**** Records to use ****

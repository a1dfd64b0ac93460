use crate::config::SimulationConfig;
use crate::geometry::{Approach, LaneRole, Layout};
use crate::pool::VehiclePool;
use crate::queue::LaneQueues;
use crate::vehicle::Vehicle;
use crate::VehicleId;
use itertools::Itertools;
use rand::rngs::SmallRng;
use rand::{Rng, SeedableRng};

/// Moves vehicles that have reached the intersection onto their departure lanes.
///
/// A vehicle crossing the intersection is not simulated inside it. The step it reaches
/// the intersection box it is removed and a new vehicle with the same plate appears
/// at the start of the incoming lane of the approach it leaves by, or one spacing
/// behind the last vehicle on that lane if the start is still occupied.
#[derive(Clone, Debug)]
pub struct TransitionRouter {
    /// Chooses between going straight and turning right.
    rng: SmallRng,
}

/// A vehicle that crossed the intersection.
#[derive(Clone, Copy, Debug, PartialEq, Eq)]
pub struct Transition {
    /// The vehicle that reached the intersection, which no longer exists.
    pub from: VehicleId,
    /// The vehicle that replaced it on the departure lane.
    pub to: VehicleId,
    /// The approach the vehicle arrived on.
    pub origin: Approach,
    /// The approach the vehicle left by.
    pub departure: Approach,
}

impl TransitionRouter {
    /// Creates a router whose choices are determined by the configured seed.
    pub fn new(config: &SimulationConfig) -> Self {
        Self {
            rng: SmallRng::seed_from_u64(config.seed),
        }
    }

    /// Chooses the approach a vehicle in the given arrival lane leaves by.
    ///
    /// Free turn vehicles always turn left. Controlled vehicles go straight or
    /// turn right with equal probability.
    pub fn route(&mut self, approach: Approach, role: LaneRole) -> Approach {
        match role {
            LaneRole::FreeTurn => approach.left_turn(),
            _ if self.rng.gen_bool(0.5) => approach.opposite(),
            _ => approach.right_turn(),
        }
    }

    /// Transitions every vehicle that has reached the intersection, front-most first.
    pub fn step(
        &mut self,
        pool: &mut VehiclePool,
        queues: &mut LaneQueues,
        layout: &Layout,
    ) -> Vec<Transition> {
        let arrived = pool
            .iter()
            .filter(|v| v.role().is_arrival() && layout.reached_footprint(v.pos()))
            .map(|v| (v.id(), v.pos()))
            .sorted_by(|a, b| b.1.total_cmp(&a.1))
            .map(|(id, _)| id)
            .collect::<Vec<_>>();
        arrived
            .into_iter()
            .filter_map(|id| self.maybe_transition(id, pool, queues, layout))
            .collect()
    }

    /// Transitions a vehicle if it is in an arrival lane and has reached the intersection.
    ///
    /// Whether the signal is green plays no part: a vehicle that reaches the
    /// intersection box always leaves its arrival lane in the same step.
    pub fn maybe_transition(
        &mut self,
        id: VehicleId,
        pool: &mut VehiclePool,
        queues: &mut LaneQueues,
        layout: &Layout,
    ) -> Option<Transition> {
        let vehicle = pool.get(id)?;
        if !vehicle.role().is_arrival() || !layout.reached_footprint(vehicle.pos()) {
            return None;
        }
        let (origin, role) = (vehicle.approach(), vehicle.role());
        let departure = self.route(origin, role);

        let vehicle = pool.despawn(id)?;
        if role == LaneRole::Controlled {
            Self::unqueue(queues, origin, id);
        }
        let to = match pool.spawn(layout, departure, LaneRole::Incoming, vehicle.plate()) {
            Ok(to) => to,
            Err(e) => {
                log::warn!("{} lost crossing to {:?}: {}", vehicle.plate(), departure, e);
                return None;
            }
        };
        log::trace!(
            "{} crossed from {:?} to {:?}",
            vehicle.plate(),
            origin,
            departure
        );
        Some(Transition {
            from: id,
            to,
            origin,
            departure,
        })
    }

    /// Removes vehicles that have driven out of view on the incoming lanes.
    pub fn despawn_exited(&self, pool: &mut VehiclePool, layout: &Layout) -> Vec<Vehicle> {
        let exited = pool
            .iter()
            .filter(|v| v.role() == LaneRole::Incoming && v.pos() > layout.exit(v.approach()))
            .map(|v| v.id())
            .collect::<Vec<_>>();
        exited
            .into_iter()
            .filter_map(|id| pool.despawn(id))
            .collect()
    }

    /// Removes a crossing vehicle from its queue, where it should be at the front.
    fn unqueue(queues: &mut LaneQueues, approach: Approach, id: VehicleId) {
        let queue = &mut queues[approach];
        debug_assert_eq!(
            queue.peek_front(),
            Some(id),
            "{:?} crossed out of turn on {:?}",
            id,
            approach
        );
        if queue.peek_front() == Some(id) {
            queue.dequeue();
        } else {
            queue.remove(id);
        }
    }
}
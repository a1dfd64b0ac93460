use crate::geometry::{Approach, LaneRole, Point2d};
use crate::signal::ControllerState;
#[cfg(feature = "serde")]
use serde::Serialize;

/// A read-only picture of the simulation for drawing.
#[derive(Clone, Debug)]
#[cfg_attr(feature = "serde", derive(Serialize))]
pub struct Snapshot {
    /// The simulation time, in s.
    pub time: f64,
    pub vehicles: Vec<VehicleView>,
    pub controller: ControllerState,
    /// The lanes with active saturation alerts.
    pub alerts: Vec<(Approach, LaneRole)>,
}

/// A vehicle as seen by the renderer.
#[derive(Clone, Debug)]
#[cfg_attr(feature = "serde", derive(Serialize))]
pub struct VehicleView {
    pub plate: String,
    pub approach: Approach,
    pub role: LaneRole,
    /// The travel coordinate along the lane.
    pub pos: f64,
    /// The centre of the vehicle in screen space.
    pub position: Point2d,
}
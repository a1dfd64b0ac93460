use crate::config::SimulationConfig;
use crate::geometry::{Approach, LaneRole};
use itertools::iproduct;

/// Raises a timed alert for each lane whose occupancy reaches a threshold.
///
/// Alerts are purely informational and have no effect on the simulation.
#[derive(Clone, Debug)]
pub struct SaturationMonitor {
    /// The remaining alert time of each lane, indexed by approach then lane role.
    timers: [[f64; 3]; 4],
    /// The occupancy at which a lane is saturated.
    threshold: usize,
    /// The alert time set when a lane is found saturated.
    alert_secs: f64,
}

impl SaturationMonitor {
    /// Creates a monitor with no active alerts.
    pub fn new(config: &SimulationConfig) -> Self {
        Self {
            timers: Default::default(),
            threshold: config.saturation_threshold,
            alert_secs: config.saturation_alert_secs,
        }
    }

    /// Checks a lane's occupancy, restarting its alert if it is saturated.
    /// Returns `true` iff this raised an alert that was not already active.
    pub fn check(&mut self, approach: Approach, role: LaneRole, occupancy: usize) -> bool {
        if occupancy < self.threshold {
            return false;
        }
        let timer = &mut self.timers[approach.index()][role.index()];
        let raised = *timer <= 0.0;
        *timer = self.alert_secs;
        raised
    }

    /// Counts down all the alert timers by `dt` seconds.
    pub fn update(&mut self, dt: f64) {
        for timer in self.timers.iter_mut().flatten() {
            *timer = f64::max(*timer - dt, 0.0);
        }
    }

    /// The remaining alert time of a lane, in s.
    pub fn timer(&self, approach: Approach, role: LaneRole) -> f64 {
        self.timers[approach.index()][role.index()]
    }

    /// Whether a lane's alert is active.
    pub fn is_active(&self, approach: Approach, role: LaneRole) -> bool {
        self.timer(approach, role) > 0.0
    }

    /// Returns an iterator over the lanes with active alerts.
    pub fn active_alerts(&self) -> impl Iterator<Item = (Approach, LaneRole)> + '_ {
        iproduct!(Approach::ALL, LaneRole::ALL)
            .filter(move |(approach, role)| self.is_active(*approach, *role))
    }
}
use crate::config::SimulationConfig;
use crate::geometry::Approach;
use crate::queue::LaneQueues;
#[cfg(feature = "serde")]
use serde::Serialize;
use smallvec::SmallVec;

/// The right-of-way scheduler of the intersection.
///
/// Exactly one approach has a green signal at any time. Normally the green rotates
/// through the approaches in a fixed order, with each phase lasting longer the more
/// vehicles are queued across the whole intersection. When the controlled lane of the
/// designated approach fills up, the override holds that approach green until its
/// queue drains below a lower threshold.
#[derive(Clone, Debug)]
pub struct IntersectionController {
    /// The approach with right-of-way.
    active: Approach,
    /// The time since the current phase started, in s.
    phase_elapsed: f64,
    /// The length of the current phase, in s.
    phase_duration: f64,
    /// Whether the priority override is holding the signal.
    override_active: bool,
    /// The approach the override watches and grants right-of-way to.
    override_approach: Approach,
    /// The queue depth at which the override activates.
    override_on: usize,
    /// The queue depth at or below which the override is released.
    override_off: usize,
    /// The green time per queued vehicle, in s.
    time_per_vehicle: f64,
}

/// A read-only view of the controller.
#[derive(Clone, Copy, Debug, PartialEq)]
#[cfg_attr(feature = "serde", derive(Serialize))]
pub struct ControllerState {
    pub active_approach: Approach,
    pub phase_elapsed: f64,
    pub phase_duration: f64,
    pub override_active: bool,
}

/// A change of signal state made by [IntersectionController::advance].
#[derive(Clone, Copy, Debug, PartialEq, Eq)]
pub enum PhaseChange {
    /// The base rotation moved the green from one approach to the next.
    Rotated { from: Approach, to: Approach },
    /// The override took the green from `from` and gave it to `to`.
    OverrideActivated { from: Approach, to: Approach },
    /// The override released the signal back to the base rotation.
    OverrideReleased,
}

impl IntersectionController {
    /// Creates a controller with the green on the south approach.
    pub fn new(config: &SimulationConfig, queues: &LaneQueues) -> Self {
        let mut controller = Self {
            active: Approach::South,
            phase_elapsed: 0.0,
            phase_duration: 0.0,
            override_active: false,
            override_approach: config.override_approach,
            override_on: config.override_on,
            override_off: config.override_off,
            time_per_vehicle: config.time_per_vehicle,
        };
        controller.phase_duration = controller.green_duration(queues);
        controller
    }

    /// The approach with right-of-way.
    pub fn active_approach(&self) -> Approach {
        self.active
    }

    /// Whether the given approach has right-of-way.
    pub fn is_green(&self, approach: Approach) -> bool {
        self.active == approach
    }

    /// Whether the priority override is holding the signal.
    pub fn override_active(&self) -> bool {
        self.override_active
    }

    /// Gets a read-only view of the controller.
    pub fn state(&self) -> ControllerState {
        ControllerState {
            active_approach: self.active,
            phase_elapsed: self.phase_elapsed,
            phase_duration: self.phase_duration,
            override_active: self.override_active,
        }
    }

    /// Advances the signal timing by `dt` seconds and returns what changed.
    pub fn advance(&mut self, dt: f64, queues: &LaneQueues) -> SmallVec<[PhaseChange; 2]> {
        let mut changes = SmallVec::new();
        let occupancy = queues.depth(self.override_approach);

        if !self.override_active && occupancy >= self.override_on {
            self.override_active = true;
            changes.push(PhaseChange::OverrideActivated {
                from: self.active,
                to: self.override_approach,
            });
        } else if self.override_active && occupancy <= self.override_off {
            self.override_active = false;
            self.phase_elapsed = 0.0;
            self.phase_duration = self.green_duration(queues);
            changes.push(PhaseChange::OverrideReleased);
        }

        if self.override_active {
            self.active = self.override_approach;
            self.phase_elapsed = 0.0;
            return changes;
        }

        self.phase_elapsed += dt;
        if self.phase_elapsed >= self.phase_duration {
            let from = self.active;
            self.active = from.next();
            self.phase_elapsed = 0.0;
            self.phase_duration = self.green_duration(queues);
            changes.push(PhaseChange::Rotated {
                from,
                to: self.active,
            });
        }
        changes
    }

    /// The green time budgeted from the mean controlled queue depth,
    /// never less than the time for one vehicle.
    fn green_duration(&self, queues: &LaneQueues) -> f64 {
        f64::max(
            self.time_per_vehicle,
            queues.mean_depth() * self.time_per_vehicle,
        )
    }
}

#[cfg(test)]
mod test {
    use super::*;
    use crate::VehicleId;
    use assert_approx_eq::assert_approx_eq;
    use slotmap::KeyData;

    fn fill(queues: &mut LaneQueues, approach: Approach, depth: usize) {
        while queues.depth(approach) > depth {
            queues[approach].dequeue();
        }
        while queues.depth(approach) < depth {
            let n = 1000 * approach.index() as u64 + queues.depth(approach) as u64;
            queues[approach].enqueue(VehicleId::from(KeyData::from_ffi(n | (1 << 32))));
        }
    }

    fn controller(queues: &LaneQueues) -> IntersectionController {
        IntersectionController::new(&SimulationConfig::default(), queues)
    }

    #[test]
    fn empty_intersection_rotates_at_floor_duration() {
        let queues = LaneQueues::default();
        let mut controller = controller(&queues);
        assert_approx_eq!(controller.state().phase_duration, 0.8);
        assert_eq!(controller.active_approach(), Approach::South);

        let mut order = vec![];
        for _ in 0..4 {
            for _ in 0..4 {
                controller.advance(0.25, &queues);
            }
            order.push(controller.active_approach());
        }
        assert_eq!(
            order,
            vec![Approach::East, Approach::West, Approach::North, Approach::South]
        );
    }

    #[test]
    fn duration_follows_mean_depth() {
        let mut queues = LaneQueues::default();
        fill(&mut queues, Approach::South, 4);
        fill(&mut queues, Approach::East, 8);
        fill(&mut queues, Approach::West, 8);
        let mut controller = controller(&queues);
        assert_approx_eq!(controller.state().phase_duration, 4.0);

        let changes = controller.advance(4.0, &queues);
        assert_eq!(
            changes.as_slice(),
            &[PhaseChange::Rotated {
                from: Approach::South,
                to: Approach::East
            }]
        );
        assert_approx_eq!(controller.state().phase_elapsed, 0.0);
    }

    #[test]
    fn override_holds_green() {
        let mut queues = LaneQueues::default();
        let mut controller = controller(&queues);
        fill(&mut queues, Approach::North, 10);

        let changes = controller.advance(0.1, &queues);
        assert_eq!(
            changes.as_slice(),
            &[PhaseChange::OverrideActivated {
                from: Approach::South,
                to: Approach::North
            }]
        );
        for _ in 0..1000 {
            assert!(controller.advance(0.1, &queues).is_empty());
            assert!(controller.is_green(Approach::North));
            assert_eq!(controller.state().phase_elapsed, 0.0);
        }
    }

    #[test]
    fn hysteresis_band_never_toggles() {
        let mut queues = LaneQueues::default();
        let mut controller = controller(&queues);

        // Inside the band with the override off: it stays off.
        for depth in (5..10).chain((5..10).rev()).cycle().take(200) {
            fill(&mut queues, Approach::North, depth);
            controller.advance(0.1, &queues);
            assert!(!controller.override_active());
        }

        fill(&mut queues, Approach::North, 10);
        controller.advance(0.1, &queues);
        assert!(controller.override_active());

        // Inside the band with the override on: it stays on.
        for depth in (5..10).chain((5..10).rev()).cycle().take(200) {
            fill(&mut queues, Approach::North, depth);
            controller.advance(0.1, &queues);
            assert!(controller.override_active());
            assert!(controller.is_green(Approach::North));
        }

        fill(&mut queues, Approach::North, 4);
        let changes = controller.advance(0.1, &queues);
        assert_eq!(changes.as_slice(), &[PhaseChange::OverrideReleased]);
        assert!(!controller.override_active());
    }

    #[test]
    fn release_resumes_rotation_with_fresh_duration() {
        let mut queues = LaneQueues::default();
        let mut controller = controller(&queues);
        fill(&mut queues, Approach::North, 12);
        controller.advance(0.1, &queues);

        fill(&mut queues, Approach::North, 4);
        fill(&mut queues, Approach::East, 4);
        controller.advance(0.1, &queues);
        let state = controller.state();
        assert!(!state.override_active);
        assert_eq!(state.active_approach, Approach::North);
        assert_approx_eq!(state.phase_duration, 1.6);
        assert_approx_eq!(state.phase_elapsed, 0.1);

        controller.advance(1.6, &queues);
        assert_eq!(controller.active_approach(), Approach::South);
    }
}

****

### Task brief:
What is needed is a word-for-word copy of the records above, from the first line through the line that contains "same plate appears".

### Result for this task:
repository a1dfd64b0ac93460
use crate::config::SimulationConfig;
use crate::geometry::{Approach, LaneRole, Layout};
use crate::pool::VehiclePool;
use crate::queue::LaneQueues;
use crate::vehicle::Vehicle;
use crate::VehicleId;
use itertools::Itertools;
use rand::rngs::SmallRng;
use rand::{Rng, SeedableRng};

/// Moves vehicles that have reached the intersection onto their departure lanes.
///
/// A vehicle crossing the intersection is not simulated inside it. The step it reaches
/// the intersection box it is removed and a new vehicle with the same plate appears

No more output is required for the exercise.